[Start of Attachment]

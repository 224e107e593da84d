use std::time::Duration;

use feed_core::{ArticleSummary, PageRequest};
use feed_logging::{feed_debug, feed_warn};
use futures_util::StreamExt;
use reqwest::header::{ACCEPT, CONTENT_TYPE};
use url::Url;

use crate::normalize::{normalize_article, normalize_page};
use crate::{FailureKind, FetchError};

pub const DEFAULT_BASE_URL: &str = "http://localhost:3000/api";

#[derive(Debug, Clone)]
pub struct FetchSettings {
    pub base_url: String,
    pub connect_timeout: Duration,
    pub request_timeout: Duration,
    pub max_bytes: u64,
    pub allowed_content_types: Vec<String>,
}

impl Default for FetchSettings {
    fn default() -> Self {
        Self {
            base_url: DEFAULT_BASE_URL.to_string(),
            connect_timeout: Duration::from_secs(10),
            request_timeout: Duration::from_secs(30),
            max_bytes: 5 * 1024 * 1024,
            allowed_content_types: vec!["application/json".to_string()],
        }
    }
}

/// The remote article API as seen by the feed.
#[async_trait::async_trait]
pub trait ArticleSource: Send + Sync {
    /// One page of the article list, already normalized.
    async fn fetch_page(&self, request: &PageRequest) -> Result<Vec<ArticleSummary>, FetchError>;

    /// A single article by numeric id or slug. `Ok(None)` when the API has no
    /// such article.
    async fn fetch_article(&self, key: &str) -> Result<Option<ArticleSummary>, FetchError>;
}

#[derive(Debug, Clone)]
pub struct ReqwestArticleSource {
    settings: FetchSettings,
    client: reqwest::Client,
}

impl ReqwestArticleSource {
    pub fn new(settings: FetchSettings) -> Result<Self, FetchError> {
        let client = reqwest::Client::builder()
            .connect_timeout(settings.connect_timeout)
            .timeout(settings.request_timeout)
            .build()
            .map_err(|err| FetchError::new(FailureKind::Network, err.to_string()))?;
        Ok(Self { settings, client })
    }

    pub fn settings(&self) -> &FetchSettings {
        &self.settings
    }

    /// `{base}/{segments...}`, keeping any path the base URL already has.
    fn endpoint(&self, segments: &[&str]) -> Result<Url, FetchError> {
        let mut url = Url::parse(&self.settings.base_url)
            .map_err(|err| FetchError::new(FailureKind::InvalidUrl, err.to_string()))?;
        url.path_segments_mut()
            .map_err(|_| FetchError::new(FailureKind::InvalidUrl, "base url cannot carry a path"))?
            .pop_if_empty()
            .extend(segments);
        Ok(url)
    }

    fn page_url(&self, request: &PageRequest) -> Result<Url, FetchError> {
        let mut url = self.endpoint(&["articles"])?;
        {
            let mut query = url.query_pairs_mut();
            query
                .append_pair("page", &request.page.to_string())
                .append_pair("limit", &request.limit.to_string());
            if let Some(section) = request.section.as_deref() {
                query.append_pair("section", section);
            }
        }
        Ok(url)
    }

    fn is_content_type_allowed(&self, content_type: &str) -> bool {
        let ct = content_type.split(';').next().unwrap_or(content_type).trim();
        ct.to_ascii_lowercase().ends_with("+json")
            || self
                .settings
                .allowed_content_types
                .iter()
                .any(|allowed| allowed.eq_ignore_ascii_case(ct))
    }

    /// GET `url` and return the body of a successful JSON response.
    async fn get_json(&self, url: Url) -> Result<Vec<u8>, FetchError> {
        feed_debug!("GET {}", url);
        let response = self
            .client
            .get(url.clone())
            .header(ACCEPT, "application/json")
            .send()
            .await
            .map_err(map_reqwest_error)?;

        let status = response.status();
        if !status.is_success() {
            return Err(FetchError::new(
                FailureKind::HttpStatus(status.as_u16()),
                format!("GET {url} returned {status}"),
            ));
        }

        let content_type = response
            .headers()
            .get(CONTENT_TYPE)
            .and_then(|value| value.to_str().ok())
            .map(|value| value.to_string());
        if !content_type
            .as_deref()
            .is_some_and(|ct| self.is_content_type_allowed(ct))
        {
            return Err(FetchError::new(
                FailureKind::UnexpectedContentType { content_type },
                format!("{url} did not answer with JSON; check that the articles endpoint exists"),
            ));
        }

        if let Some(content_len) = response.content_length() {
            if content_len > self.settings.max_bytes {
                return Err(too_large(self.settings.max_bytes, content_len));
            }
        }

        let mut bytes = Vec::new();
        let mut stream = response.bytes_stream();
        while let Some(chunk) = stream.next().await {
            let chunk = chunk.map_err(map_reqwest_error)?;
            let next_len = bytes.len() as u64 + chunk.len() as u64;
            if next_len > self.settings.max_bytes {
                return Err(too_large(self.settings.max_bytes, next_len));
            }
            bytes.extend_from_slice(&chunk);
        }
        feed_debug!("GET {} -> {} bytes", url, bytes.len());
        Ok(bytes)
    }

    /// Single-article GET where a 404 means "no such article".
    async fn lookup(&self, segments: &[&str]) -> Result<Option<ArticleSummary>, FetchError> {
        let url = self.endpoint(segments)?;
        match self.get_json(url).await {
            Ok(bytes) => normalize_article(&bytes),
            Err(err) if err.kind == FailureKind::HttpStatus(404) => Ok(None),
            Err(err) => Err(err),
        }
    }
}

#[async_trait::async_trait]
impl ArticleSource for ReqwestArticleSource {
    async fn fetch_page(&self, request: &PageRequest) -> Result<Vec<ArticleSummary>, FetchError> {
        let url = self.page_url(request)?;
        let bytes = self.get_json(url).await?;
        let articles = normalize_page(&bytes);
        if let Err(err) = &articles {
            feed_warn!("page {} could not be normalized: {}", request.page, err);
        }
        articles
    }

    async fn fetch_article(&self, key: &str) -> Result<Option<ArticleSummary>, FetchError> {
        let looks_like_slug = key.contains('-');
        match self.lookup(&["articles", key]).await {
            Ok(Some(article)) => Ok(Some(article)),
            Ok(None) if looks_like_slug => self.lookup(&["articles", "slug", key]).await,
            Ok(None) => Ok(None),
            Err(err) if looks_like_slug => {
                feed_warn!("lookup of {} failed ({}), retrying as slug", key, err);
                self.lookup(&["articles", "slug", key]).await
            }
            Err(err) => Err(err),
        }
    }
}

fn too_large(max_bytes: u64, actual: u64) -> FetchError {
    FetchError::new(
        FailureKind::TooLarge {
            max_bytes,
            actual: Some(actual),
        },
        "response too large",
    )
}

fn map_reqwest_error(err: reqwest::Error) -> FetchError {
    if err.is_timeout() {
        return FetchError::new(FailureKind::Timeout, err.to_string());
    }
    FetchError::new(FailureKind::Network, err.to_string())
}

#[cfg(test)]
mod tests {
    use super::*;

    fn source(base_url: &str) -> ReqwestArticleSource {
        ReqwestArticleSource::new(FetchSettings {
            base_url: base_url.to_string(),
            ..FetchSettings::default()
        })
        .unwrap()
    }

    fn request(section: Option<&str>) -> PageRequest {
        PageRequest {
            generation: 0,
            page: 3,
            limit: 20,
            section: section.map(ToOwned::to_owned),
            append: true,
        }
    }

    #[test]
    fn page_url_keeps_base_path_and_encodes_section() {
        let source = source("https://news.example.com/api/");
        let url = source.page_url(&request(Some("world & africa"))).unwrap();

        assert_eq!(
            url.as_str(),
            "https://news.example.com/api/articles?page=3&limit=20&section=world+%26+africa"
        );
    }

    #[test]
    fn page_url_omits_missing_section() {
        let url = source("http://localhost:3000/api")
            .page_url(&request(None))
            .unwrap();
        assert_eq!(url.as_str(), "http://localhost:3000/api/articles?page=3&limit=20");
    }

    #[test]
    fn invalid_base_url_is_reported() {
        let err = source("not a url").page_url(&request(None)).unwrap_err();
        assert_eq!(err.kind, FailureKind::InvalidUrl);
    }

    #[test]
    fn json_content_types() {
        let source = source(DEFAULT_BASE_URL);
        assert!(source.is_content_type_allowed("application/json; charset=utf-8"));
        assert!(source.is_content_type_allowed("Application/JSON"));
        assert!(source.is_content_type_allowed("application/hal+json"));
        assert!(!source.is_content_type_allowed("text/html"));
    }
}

[End of Attachment]
[Start of Attachment]

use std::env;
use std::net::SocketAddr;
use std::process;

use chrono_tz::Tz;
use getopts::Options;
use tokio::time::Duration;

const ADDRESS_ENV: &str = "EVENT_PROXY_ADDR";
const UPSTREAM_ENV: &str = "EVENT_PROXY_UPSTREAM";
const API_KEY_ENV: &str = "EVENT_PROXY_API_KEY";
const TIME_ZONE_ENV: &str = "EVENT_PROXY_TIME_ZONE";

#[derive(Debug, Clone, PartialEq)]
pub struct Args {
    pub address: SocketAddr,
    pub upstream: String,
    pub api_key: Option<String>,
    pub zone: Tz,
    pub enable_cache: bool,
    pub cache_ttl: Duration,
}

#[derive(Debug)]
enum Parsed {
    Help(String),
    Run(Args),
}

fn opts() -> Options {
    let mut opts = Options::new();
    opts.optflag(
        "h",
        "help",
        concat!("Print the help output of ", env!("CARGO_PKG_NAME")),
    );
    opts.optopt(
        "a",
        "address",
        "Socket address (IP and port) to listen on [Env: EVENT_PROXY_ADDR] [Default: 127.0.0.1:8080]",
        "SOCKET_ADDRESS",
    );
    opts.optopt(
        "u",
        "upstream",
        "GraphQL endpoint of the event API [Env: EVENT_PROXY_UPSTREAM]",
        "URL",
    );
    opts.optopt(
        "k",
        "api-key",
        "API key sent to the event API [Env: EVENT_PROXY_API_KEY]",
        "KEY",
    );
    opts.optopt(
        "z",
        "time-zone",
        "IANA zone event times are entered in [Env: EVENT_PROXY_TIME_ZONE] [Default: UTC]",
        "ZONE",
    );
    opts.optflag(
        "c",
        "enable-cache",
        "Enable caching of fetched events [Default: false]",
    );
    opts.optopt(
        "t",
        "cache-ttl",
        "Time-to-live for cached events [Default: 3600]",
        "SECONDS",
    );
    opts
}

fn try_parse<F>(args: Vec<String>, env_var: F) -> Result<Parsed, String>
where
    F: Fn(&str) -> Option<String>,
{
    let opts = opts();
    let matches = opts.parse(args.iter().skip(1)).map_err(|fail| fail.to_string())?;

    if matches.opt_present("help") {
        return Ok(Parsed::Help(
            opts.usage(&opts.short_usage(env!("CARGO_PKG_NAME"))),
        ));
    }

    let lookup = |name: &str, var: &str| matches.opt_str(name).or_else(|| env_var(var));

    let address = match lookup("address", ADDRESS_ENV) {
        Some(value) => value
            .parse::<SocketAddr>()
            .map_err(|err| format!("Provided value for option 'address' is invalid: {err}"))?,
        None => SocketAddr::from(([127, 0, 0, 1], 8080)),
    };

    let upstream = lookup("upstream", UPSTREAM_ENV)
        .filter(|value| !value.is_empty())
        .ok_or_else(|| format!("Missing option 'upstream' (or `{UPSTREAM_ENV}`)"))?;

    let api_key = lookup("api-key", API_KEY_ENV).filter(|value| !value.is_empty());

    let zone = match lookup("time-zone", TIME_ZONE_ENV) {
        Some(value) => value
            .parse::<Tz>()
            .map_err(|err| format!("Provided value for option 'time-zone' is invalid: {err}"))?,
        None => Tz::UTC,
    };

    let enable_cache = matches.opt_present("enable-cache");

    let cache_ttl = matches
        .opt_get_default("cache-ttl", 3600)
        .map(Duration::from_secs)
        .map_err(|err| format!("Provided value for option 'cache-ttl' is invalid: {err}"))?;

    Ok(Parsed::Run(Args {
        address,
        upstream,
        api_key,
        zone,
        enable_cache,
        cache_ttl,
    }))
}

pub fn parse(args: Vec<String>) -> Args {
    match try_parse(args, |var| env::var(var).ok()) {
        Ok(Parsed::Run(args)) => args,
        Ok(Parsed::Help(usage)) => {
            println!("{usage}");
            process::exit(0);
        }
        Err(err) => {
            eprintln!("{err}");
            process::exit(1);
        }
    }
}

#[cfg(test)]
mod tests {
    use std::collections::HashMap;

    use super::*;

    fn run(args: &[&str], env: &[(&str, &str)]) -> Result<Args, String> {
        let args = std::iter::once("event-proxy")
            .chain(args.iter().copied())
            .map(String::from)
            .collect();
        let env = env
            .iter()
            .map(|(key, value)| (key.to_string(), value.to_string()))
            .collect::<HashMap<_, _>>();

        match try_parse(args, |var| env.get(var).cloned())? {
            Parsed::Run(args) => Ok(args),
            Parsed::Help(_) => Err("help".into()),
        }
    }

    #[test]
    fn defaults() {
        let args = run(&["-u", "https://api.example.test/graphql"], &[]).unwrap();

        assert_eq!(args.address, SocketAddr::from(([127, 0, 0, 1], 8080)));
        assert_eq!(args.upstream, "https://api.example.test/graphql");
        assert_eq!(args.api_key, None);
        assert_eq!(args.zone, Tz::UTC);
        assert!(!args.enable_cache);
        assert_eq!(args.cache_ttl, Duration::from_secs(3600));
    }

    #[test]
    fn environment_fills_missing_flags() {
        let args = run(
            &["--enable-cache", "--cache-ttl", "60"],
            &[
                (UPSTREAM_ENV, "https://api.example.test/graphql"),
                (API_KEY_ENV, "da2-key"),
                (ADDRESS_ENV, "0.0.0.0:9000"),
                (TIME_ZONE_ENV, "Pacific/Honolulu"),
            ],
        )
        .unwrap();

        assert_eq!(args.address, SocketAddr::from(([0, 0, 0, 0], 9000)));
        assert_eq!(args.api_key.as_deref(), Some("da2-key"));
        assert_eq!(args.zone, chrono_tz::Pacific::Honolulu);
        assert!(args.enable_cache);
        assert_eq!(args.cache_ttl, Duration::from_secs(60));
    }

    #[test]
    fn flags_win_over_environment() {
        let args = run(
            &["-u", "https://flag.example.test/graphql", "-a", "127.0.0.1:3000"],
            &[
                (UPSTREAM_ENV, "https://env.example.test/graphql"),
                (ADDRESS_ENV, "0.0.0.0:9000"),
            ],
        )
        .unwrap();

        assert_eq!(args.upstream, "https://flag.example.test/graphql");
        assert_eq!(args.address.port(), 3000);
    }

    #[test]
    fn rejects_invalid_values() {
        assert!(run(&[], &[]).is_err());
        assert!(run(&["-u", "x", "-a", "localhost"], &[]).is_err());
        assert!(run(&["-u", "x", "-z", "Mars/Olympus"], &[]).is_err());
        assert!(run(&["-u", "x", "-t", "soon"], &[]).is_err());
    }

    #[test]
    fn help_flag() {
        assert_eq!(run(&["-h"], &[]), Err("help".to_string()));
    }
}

[End of Attachment]

§ **Assignment**: Please report all lines in the entries where "usage" appears.

§ **Answer to this problem**:
            opts.usage(&opts.short_usage(env!("CARGO_PKG_NAME"))),
        Ok(Parsed::Help(usage)) => {
            println!("{usage}");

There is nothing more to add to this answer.